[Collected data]
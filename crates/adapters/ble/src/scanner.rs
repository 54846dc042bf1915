//! BLE scanner — reports peripherals advertising fitness services.

use std::sync::{Mutex, PoisonError};

use btleplug::api::{Central, CentralEvent, Peripheral as _, ScanFilter};
use btleplug::platform::Adapter;
use tokio::sync::mpsc;
use tokio::task::JoinHandle;
use tokio_stream::StreamExt as _;
use tokio_stream::wrappers::ReceiverStream;
use uuid::Uuid;

use fitrecord_app::ports::{Advertisement, AdvertisementStream, ScanBackend};
use fitrecord_domain::error::ScanError;
use fitrecord_domain::gatt::ADVERTISED_SERVICES;
use fitrecord_domain::id::PeripheralAddress;

use crate::error::BleError;

const ADVERTISEMENT_BUFFER: usize = 32;

/// [`ScanBackend`] over one btleplug adapter.
///
/// Repeated advertisements are passed through; de-duplication happens in
/// the application's `DeviceScanner`.
pub struct BtleplugScanner {
    adapter: Adapter,
    forwarder: Mutex<Option<JoinHandle<()>>>,
}

impl BtleplugScanner {
    #[must_use]
    pub fn new(adapter: Adapter) -> Self {
        Self {
            adapter,
            forwarder: Mutex::new(None),
        }
    }

    fn replace_forwarder(&self, next: Option<JoinHandle<()>>) {
        let previous = std::mem::replace(
            &mut *self.forwarder.lock().unwrap_or_else(PoisonError::into_inner),
            next,
        );
        if let Some(handle) = previous {
            handle.abort();
        }
    }
}

/// Whether the advertised service list looks like a fitness peripheral.
/// Some hosts do not apply the scan filter, others omit the list.
fn is_fitness_peripheral(services: &[Uuid]) -> bool {
    services.is_empty() || services.iter().any(|s| ADVERTISED_SERVICES.contains(s))
}

async fn forward(
    adapter: Adapter,
    mut events: std::pin::Pin<Box<dyn tokio_stream::Stream<Item = CentralEvent> + Send>>,
    tx: mpsc::Sender<Advertisement>,
) {
    while let Some(event) = events.next().await {
        let (CentralEvent::DeviceDiscovered(id) | CentralEvent::DeviceUpdated(id)) = event else {
            continue;
        };
        let Ok(peripheral) = adapter.peripheral(&id).await else {
            continue;
        };
        let Ok(Some(props)) = peripheral.properties().await else {
            continue;
        };
        if !is_fitness_peripheral(&props.services) {
            tracing::trace!(address = %props.address, "ignoring non-fitness advertisement");
            continue;
        }

        let advertisement = Advertisement {
            address: PeripheralAddress::new(props.address.to_string()),
            name: props.local_name,
        };
        tracing::trace!(address = %advertisement.address, rssi = ?props.rssi, "advertisement");
        if tx.send(advertisement).await.is_err() {
            break;
        }
    }
}

impl ScanBackend for BtleplugScanner {
    async fn start(&self) -> Result<AdvertisementStream, ScanError> {
        let events = self.adapter.events().await.map_err(BleError::from)?;
        self.adapter
            .start_scan(ScanFilter {
                services: ADVERTISED_SERVICES.to_vec(),
            })
            .await
            .map_err(BleError::from)?;

        let (tx, rx) = mpsc::channel(ADVERTISEMENT_BUFFER);
        let handle = tokio::spawn(forward(self.adapter.clone(), events, tx));
        self.replace_forwarder(Some(handle));

        Ok(Box::pin(ReceiverStream::new(rx)))
    }

    async fn stop(&self) -> Result<(), ScanError> {
        self.replace_forwarder(None);
        self.adapter.stop_scan().await.map_err(BleError::from)?;
        Ok(())
    }
}

#[cfg(test)]
mod tests {
    use fitrecord_domain::gatt::{BATTERY_SERVICE, HEART_RATE_SERVICE};

    use super::*;

    #[test]
    fn should_accept_fitness_services() {
        assert!(is_fitness_peripheral(&[BATTERY_SERVICE, HEART_RATE_SERVICE]));
    }

    #[test]
    fn should_reject_unrelated_services() {
        assert!(!is_fitness_peripheral(&[BATTERY_SERVICE]));
    }

    #[test]
    fn should_accept_when_host_omits_service_list() {
        assert!(is_fitness_peripheral(&[]));
    }
}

DIRECTIONS: Starting with the first line of the records above, give back each line exactly until the line with "use uuid::Uuid;" has been given as well.

EXERCISE ANSWER:
filename crates/adapters/ble/src/scanner.rs
repository 54846dc042bf1915
//! BLE scanner — reports peripherals advertising fitness services.

use std::sync::{Mutex, PoisonError};

use btleplug::api::{Central, CentralEvent, Peripheral as _, ScanFilter};
use btleplug::platform::Adapter;
use tokio::sync::mpsc;
use tokio::task::JoinHandle;
use tokio_stream::StreamExt as _;
use tokio_stream::wrappers::ReceiverStream;
use uuid::Uuid;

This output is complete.